I also think it’s important to read the room. When you discuss something and you see a puzzled look in everyone’s eyes when you start discussing, that might be a good cue to say let’s skip this one for now and maybe appoint someone to do a deep dive and do some preparation work for next time.

How do you run refinement meetings with multiple teams?

“I am curious how do you run refinement meetings with multiple teams.”

I usually followed a tiered approach, where I involve a select group of delegates to decide how we break down the work in bigger chunks and who will be responsible for what. Then those chunks enter refinement sessions as any other epic.

The main difference is, that we’d start a refinement session by explaining the big picture of the whole project we’re undertaking, and then discussing how our pieces fit in. This way, the team knows where we will need to collaborate with each other and reach an agreement.

Do you estimate production problems?

“Do you refine and estimate prod problems? (if they are not urgent of course) If so, what is your approach?”

When it’s urgent and important, we don’t estimate and just pick up.

If it’s a production problem, it’s a bug, and it can be estimated. However, bugs can be more difficult to estimate as you have no clue what’s going on and how difficult it is to fix. Then you just guess, and if your guess is wrong, it’s wrong.

If you don’t want to fix the bug if it takes too much work or is too risky, then I usually tell developers to spend some time investigating, and if it’s too risky or too difficult, we can also decide to close it. It all depends on the context of course.

What to do when a Product Owner is too busy?

“In a team, product owner says he is too busy and doesn’t have time for refinement. What is the best way to handle this situation?”

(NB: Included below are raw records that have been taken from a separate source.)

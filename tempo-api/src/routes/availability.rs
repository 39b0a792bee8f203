//! Availability & Calendar Exception REST API Routes

use axum::{
    extract::{Path, Query, State},
    http::StatusCode,
    response::IntoResponse,
    Json,
};
use std::sync::Arc;
use uuid::Uuid;
use tempo_core::{AvailabilityRule, CalendarException, EntityId};
use tempo_storage::ScheduleStore;

use crate::{
    config::ApiConfig,
    error::{ApiError, ApiResult},
    extractors::CallerIdentity,
    services::window_service,
    state::AppState,
    types::{CreateExceptionRequest, DateRangeQuery, ReplaceAvailabilityRequest},
};

/// GET /api/v1/availability - List the caller's availability rules
#[utoipa::path(
    get,
    path = "/api/v1/availability",
    tag = "Availability",
    responses(
        (status = 200, description = "Availability rules", body = Vec<AvailabilityRule>),
        (status = 401, description = "Unauthorized", body = ApiError),
    )
)]
pub async fn list_availability(
    State(store): State<Arc<dyn ScheduleStore>>,
    caller: CallerIdentity,
) -> ApiResult<impl IntoResponse> {
    let rules = store.availability_list(caller.user_id).await?;
    Ok(Json(rules))
}

/// PUT /api/v1/availability - Replace the caller's rules wholesale
#[utoipa::path(
    put,
    path = "/api/v1/availability",
    tag = "Availability",
    request_body = ReplaceAvailabilityRequest,
    responses(
        (status = 200, description = "Rules replaced", body = Vec<AvailabilityRule>),
        (status = 400, description = "Invalid rule", body = ApiError),
        (status = 401, description = "Unauthorized", body = ApiError),
    )
)]
pub async fn replace_availability(
    State(store): State<Arc<dyn ScheduleStore>>,
    State(config): State<Arc<ApiConfig>>,
    caller: CallerIdentity,
    Json(req): Json<ReplaceAvailabilityRequest>,
) -> ApiResult<impl IntoResponse> {
    let rules: Vec<AvailabilityRule> = req
        .rules
        .iter()
        .map(|rule| {
            AvailabilityRule::new(caller.user_id, rule.day_of_week, rule.start_min, rule.end_min)
        })
        .collect();

    let stored = window_service::replace_availability(
        store.as_ref(),
        caller.user_id,
        rules,
        config.materialize_horizon_days,
    )
    .await?;
    Ok(Json(stored))
}

/// GET /api/v1/availability/exceptions - List exceptions in a date range
#[utoipa::path(
    get,
    path = "/api/v1/availability/exceptions",
    tag = "Availability",
    params(
        ("fromDateMs" = i64, Query, description = "Range start (epoch ms)"),
        ("toDateMs" = i64, Query, description = "Range end (epoch ms)"),
    ),
    responses(
        (status = 200, description = "Calendar exceptions", body = Vec<CalendarException>),
        (status = 400, description = "Invalid date range", body = ApiError),
        (status = 401, description = "Unauthorized", body = ApiError),
    )
)]
pub async fn list_exceptions(
    State(store): State<Arc<dyn ScheduleStore>>,
    caller: CallerIdentity,
    Query(range): Query<DateRangeQuery>,
) -> ApiResult<impl IntoResponse> {
    if range.from_date_ms > range.to_date_ms {
        return Err(ApiError::invalid_date_range(range.from_date_ms, range.to_date_ms));
    }
    let exceptions = store
        .exception_list(caller.user_id, range.from_date_ms, range.to_date_ms)
        .await?;
    Ok(Json(exceptions))
}

/// POST /api/v1/availability/exceptions - Record a one-off exception
#[utoipa::path(
    post,
    path = "/api/v1/availability/exceptions",
    tag = "Availability",
    request_body = CreateExceptionRequest,
    responses(
        (status = 201, description = "Exception created", body = CalendarException),
        (status = 400, description = "Invalid interval", body = ApiError),
        (status = 401, description = "Unauthorized", body = ApiError),
    )
)]
pub async fn create_exception(
    State(store): State<Arc<dyn ScheduleStore>>,
    State(config): State<Arc<ApiConfig>>,
    caller: CallerIdentity,
    Json(req): Json<CreateExceptionRequest>,
) -> ApiResult<impl IntoResponse> {
    let exception = CalendarException::new(
        caller.user_id,
        req.date_ms,
        req.start_min,
        req.end_min,
        req.kind,
    );
    let created = window_service::add_exception(
        store.as_ref(),
        exception,
        config.materialize_horizon_days,
    )
    .await?;
    Ok((StatusCode::CREATED, Json(created)))
}

/// DELETE /api/v1/availability/exceptions/{id} - Remove an exception
#[utoipa::path(
    delete,
    path = "/api/v1/availability/exceptions/{id}",
    tag = "Availability",
    params(("id" = Uuid, Path, description = "Exception ID")),
    responses(
        (status = 204, description = "Exception removed"),
        (status = 404, description = "Exception not found", body = ApiError),
        (status = 401, description = "Unauthorized", body = ApiError),
    )
)]
pub async fn delete_exception(
    State(store): State<Arc<dyn ScheduleStore>>,
    State(config): State<Arc<ApiConfig>>,
    caller: CallerIdentity,
    Path(id): Path<EntityId>,
) -> ApiResult<StatusCode> {
    window_service::remove_exception(
        store.as_ref(),
        caller.user_id,
        id,
        config.materialize_horizon_days,
    )
    .await?;
    Ok(StatusCode::NO_CONTENT)
}

/// Create the availability routes router.
pub fn create_router() -> axum::Router<AppState> {
    axum::Router::new()
        .route("/", axum::routing::get(list_availability))
        .route("/", axum::routing::put(replace_availability))
        .route("/exceptions", axum::routing::get(list_exceptions))
        .route("/exceptions", axum::routing::post(create_exception))
        .route("/exceptions/:id", axum::routing::delete(delete_exception))
}
//! Pluggable optimization executor contract.
//!
//! The orchestrator clones the active plan, then hands the proposed plan to
//! an [`Executor`]. The executor owns the actual solving (and bounding its
//! own runtime); this crate only defines the seam.

use crate::enums::{Algorithm, StrategyKind};
use crate::error::ScheduleResult;
use crate::queue::RescheduleBatch;
use crate::EntityId;
use async_trait::async_trait;
use serde::{Deserialize, Serialize};

/// Result of one executor run.
#[derive(Debug, Clone, PartialEq, Serialize, Deserialize)]
#[cfg_attr(feature = "openapi", derive(utoipa::ToSchema))]
#[serde(rename_all = "camelCase")]
pub struct ExecutorOutcome {
    /// Whether every schedulable task was placed.
    pub success: bool,
    /// Events the executor created or rewrote in the proposed plan.
    #[cfg_attr(feature = "openapi", schema(value_type = Vec<String>, format = "uuid"))]
    pub updated_event_ids: Vec<EntityId>,
    pub duration_ms: i64,
}

/// Capability to run an optimization pass over a proposed plan.
///
/// Implementations mutate the proposed plan's events/tasks through their own
/// channel and report what changed. An `Err` means the pass could not run at
/// all; `success: false` means it ran but left tasks unscheduled.
#[async_trait]
pub trait Executor: Send + Sync {
    async fn execute(&self, batch: &RescheduleBatch) -> ScheduleResult<ExecutorOutcome>;
}

/// Map a requested solver strategy onto the algorithm recorded on the plan.
///
/// Pure, table-driven, no side effects. The plain reschedule endpoint always
/// uses [`Algorithm::Hybrid`] and the fallback-chain endpoint always uses
/// [`Algorithm::FallbackChain`]; only deep-optimize callers pick a strategy.
pub fn algorithm_for_strategy(strategy: StrategyKind) -> Algorithm {
    match strategy {
        StrategyKind::CpSat => Algorithm::CpSat,
        StrategyKind::Milp => Algorithm::Milp,
        StrategyKind::LocalSearch => Algorithm::LocalSearch,
        StrategyKind::Heuristic => Algorithm::Heuristic,
        StrategyKind::Auto => Algorithm::Hybrid,
    }
}
//! Tempo Storage - Storage Trait and In-Memory Implementation
//!
//! Defines the storage abstraction for Tempo entities. The PostgreSQL
//! implementation lives in `tempo-api`; [`MemoryStore`] here backs tests
//! and development mode.
//!
//! Multi-row invariants (window replacement, plan cloning, event split
//! re-indexing, queue dequeue) are single trait methods so that every
//! backend implements them atomically: the transaction boundary is the
//! method, and no transaction handle leaks through the interface.

pub mod memory;

pub use memory::MemoryStore;

use async_trait::async_trait;
use tempo_core::{
    AvailabilityRule, CalendarException, EntityId, EventStatus, PlanStatus, QueueStatus,
    RescheduleQueueItem, ScheduleEvent, SchedulePlan, ScheduleResult, ScheduleTask,
    ScheduleWindow, Timestamp,
};

/// Storage abstraction for all Tempo entities.
///
/// Method families are prefixed by entity. Unless documented otherwise a
/// method touches a single row; the composite methods at the end of each
/// family are atomic multi-row operations.
#[async_trait]
pub trait ScheduleStore: Send + Sync {
    // ========================================================================
    // AVAILABILITY RULES
    // ========================================================================

    /// All availability rules for a user, active and inactive.
    async fn availability_list(&self, user_id: EntityId) -> ScheduleResult<Vec<AvailabilityRule>>;

    /// Replace a user's rules wholesale (delete-then-insert, atomic).
    async fn availability_replace(
        &self,
        user_id: EntityId,
        rules: Vec<AvailabilityRule>,
    ) -> ScheduleResult<Vec<AvailabilityRule>>;

    // ========================================================================
    // CALENDAR EXCEPTIONS
    // ========================================================================

    async fn exception_list(
        &self,
        user_id: EntityId,
        from_date_ms: i64,
        to_date_ms: i64,
    ) -> ScheduleResult<Vec<CalendarException>>;

    async fn exception_insert(&self, exception: &CalendarException) -> ScheduleResult<()>;

    async fn exception_get(&self, id: EntityId) -> ScheduleResult<Option<CalendarException>>;

    /// Returns `false` when no row matched.
    async fn exception_delete(&self, id: EntityId, user_id: EntityId) -> ScheduleResult<bool>;

    // ========================================================================
    // SCHEDULE WINDOWS
    // ========================================================================

    async fn window_list(
        &self,
        user_id: EntityId,
        from_date_ms: i64,
        to_date_ms: i64,
    ) -> ScheduleResult<Vec<ScheduleWindow>>;

    /// Atomically delete every window of the user in `[from, to]` and
    /// insert the given replacement set.
    async fn window_replace_range(
        &self,
        user_id: EntityId,
        from_date_ms: i64,
        to_date_ms: i64,
        windows: Vec<ScheduleWindow>,
    ) -> ScheduleResult<()>;

    // ========================================================================
    // SCHEDULE PLANS
    // ========================================================================

    async fn plan_insert(&self, plan: &SchedulePlan) -> ScheduleResult<()>;

    async fn plan_get(&self, id: EntityId) -> ScheduleResult<Option<SchedulePlan>>;

    async fn plan_update(&self, plan: &SchedulePlan) -> ScheduleResult<()>;

    /// Atomically persist several plan rows (apply = archive + activate).
    async fn plan_update_many(&self, plans: &[SchedulePlan]) -> ScheduleResult<()>;

    async fn plan_get_active(&self, user_id: EntityId) -> ScheduleResult<Option<SchedulePlan>>;

    /// Latest plan in `Proposed` or `Optimizing` state for the user,
    /// optionally restricted to one algorithm family.
    async fn plan_get_proposed(
        &self,
        user_id: EntityId,
        algorithm: Option<tempo_core::Algorithm>,
    ) -> ScheduleResult<Option<SchedulePlan>>;

    async fn plan_list_by_status(
        &self,
        user_id: EntityId,
        status: PlanStatus,
        limit: i64,
        offset: i64,
    ) -> ScheduleResult<Vec<SchedulePlan>>;

    async fn plan_count_by_status(
        &self,
        user_id: EntityId,
        status: PlanStatus,
    ) -> ScheduleResult<i64>;

    /// Atomic deep insert: the new plan plus its cloned tasks and events,
    /// and any plan rows that must change in the same transaction (e.g.
    /// archiving the previously active plan on revert). Failure leaves no
    /// partial state.
    async fn plan_insert_deep(
        &self,
        plan: &SchedulePlan,
        tasks: &[ScheduleTask],
        events: &[ScheduleEvent],
        plan_updates: &[SchedulePlan],
    ) -> ScheduleResult<()>;

    // ========================================================================
    // SCHEDULE TASKS
    // ========================================================================

    async fn task_insert(&self, task: &ScheduleTask) -> ScheduleResult<()>;

    async fn task_update(&self, task: &ScheduleTask) -> ScheduleResult<()>;

    async fn task_get(&self, id: EntityId) -> ScheduleResult<Option<ScheduleTask>>;

    /// Snapshot row for `(plan, external task)` if present.
    async fn task_get_by_plan_and_task(
        &self,
        plan_id: EntityId,
        task_id: EntityId,
    ) -> ScheduleResult<Option<ScheduleTask>>;

    async fn task_list_by_plan(&self, plan_id: EntityId) -> ScheduleResult<Vec<ScheduleTask>>;

    async fn task_list_by_ids(&self, ids: &[EntityId]) -> ScheduleResult<Vec<ScheduleTask>>;

    async fn task_delete(&self, id: EntityId) -> ScheduleResult<bool>;

    // ========================================================================
    // SCHEDULE EVENTS
    // ========================================================================

    /// Insert-or-update by id, atomic over the whole batch.
    async fn event_save_batch(&self, events: &[ScheduleEvent]) -> ScheduleResult<()>;

    async fn event_get(&self, id: EntityId) -> ScheduleResult<Option<ScheduleEvent>>;

    /// Events of a plan with `date_ms` in the inclusive day range.
    async fn event_list_by_plan_range(
        &self,
        plan_id: EntityId,
        from_date_ms: i64,
        to_date_ms: i64,
    ) -> ScheduleResult<Vec<ScheduleEvent>>;

    async fn event_list_by_task(&self, task_id: EntityId) -> ScheduleResult<Vec<ScheduleEvent>>;

    async fn event_count_by_task_and_status(
        &self,
        task_id: EntityId,
        status: EventStatus,
    ) -> ScheduleResult<i64>;

    /// Atomic move: persist the relocated event, the re-pinned owning task,
    /// and (when the move collided) the reschedule trigger.
    async fn event_move_apply(
        &self,
        event: &ScheduleEvent,
        task: &ScheduleTask,
        enqueue: Option<RescheduleQueueItem>,
    ) -> ScheduleResult<()>;

    /// Atomic completion: persist the done event, the task row when the
    /// last part completed, and the reschedule trigger.
    async fn event_complete_apply(
        &self,
        event: &ScheduleEvent,
        task: Option<&ScheduleTask>,
        enqueue: Option<RescheduleQueueItem>,
    ) -> ScheduleResult<()>;

    /// Atomic split. `original` arrives already shrunk with `total_parts`
    /// bumped; `new_part` carries `part_index = original.part_index + 1`.
    /// The store shifts `part_index` of every later sibling part up by one,
    /// rewrites `total_parts` across the task, persists both events, and
    /// records the trigger.
    async fn event_split_apply(
        &self,
        original: &ScheduleEvent,
        new_part: &ScheduleEvent,
        enqueue: Option<RescheduleQueueItem>,
    ) -> ScheduleResult<()>;

    async fn event_update(&self, event: &ScheduleEvent) -> ScheduleResult<()>;

    // ========================================================================
    // RESCHEDULE QUEUE
    // ========================================================================

    /// Insert-or-merge keyed by `(plan, entity, trigger)` over `Pending`
    /// rows: a repeat trigger refreshes `change_payload`, `debounce_until`,
    /// and `priority` on the existing row (`first_created_at` is kept).
    async fn queue_upsert(&self, item: RescheduleQueueItem) -> ScheduleResult<()>;

    /// Distinct plan ids with at least one `Pending` item that is due at
    /// `now`: quiet period elapsed, or first created before `stale_before`.
    async fn queue_dirty_plan_ids(
        &self,
        now: Timestamp,
        stale_before: Timestamp,
        limit: i64,
    ) -> ScheduleResult<Vec<EntityId>>;

    /// Atomically claim all due `Pending` items of one plan: select with
    /// skip-locked semantics, mark them `Processing`, and return them in
    /// `(priority ASC, created_at ASC)` order. A concurrent worker draining
    /// the same plan observes an empty batch instead of blocking.
    async fn queue_fetch_and_lock(
        &self,
        plan_id: EntityId,
        now: Timestamp,
        stale_before: Timestamp,
    ) -> ScheduleResult<Vec<RescheduleQueueItem>>;

    /// Terminal bookkeeping; sets `processed_at` for completed/failed rows.
    async fn queue_update_status(
        &self,
        ids: &[EntityId],
        status: QueueStatus,
        error_message: Option<String>,
        processing_duration_ms: Option<i64>,
    ) -> ScheduleResult<()>;

    /// Failed attempt that still has retry budget: bump `retry_count`,
    /// reset to `Pending` with a fresh quiet period.
    async fn queue_increment_retry(
        &self,
        ids: &[EntityId],
        new_debounce_until: Timestamp,
    ) -> ScheduleResult<()>;

    /// Drop `Completed` rows processed before the cutoff.
    async fn queue_purge_completed(&self, older_than: Timestamp) -> ScheduleResult<u64>;

    /// Pending item count for one plan (diagnostics and tests).
    async fn queue_pending_count(&self, plan_id: EntityId) -> ScheduleResult<i64>;

    // ========================================================================
    // PROCESSED EVENTS (inbound dedup)
    // ========================================================================

    /// Atomic check-and-record for an inbound event id. Returns `true` when
    /// the event was already processed (caller should skip), `false` when
    /// this call recorded it.
    async fn processed_event_check_and_record(
        &self,
        event_id: &str,
        event_type: &str,
        source: &str,
    ) -> ScheduleResult<bool>;

    /// Drop dedup records older than the TTL cutoff.
    async fn processed_event_purge(&self, older_than: Timestamp) -> ScheduleResult<u64>;

    // ========================================================================
    // HEALTH
    // ========================================================================

    async fn health_check(&self) -> ScheduleResult<bool>;
}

Ask for clear Product Goals on an Epic level. Then do refinement based on goals without the Product Owner to the best of your ability. It takes far less time to ask the Product Owner what they are trying to achieve and why it matters than to describe exactly how it’s supposed to work.

How do you obtain the effort needed for RICE prioritization without asking them to estimate?

“I have encountered the RICE (Reach/Impact/Confidence/Effort) prioritization technique.

It looks quite interesting in helping the PO to evaluate different stories with a rational and methodic approach.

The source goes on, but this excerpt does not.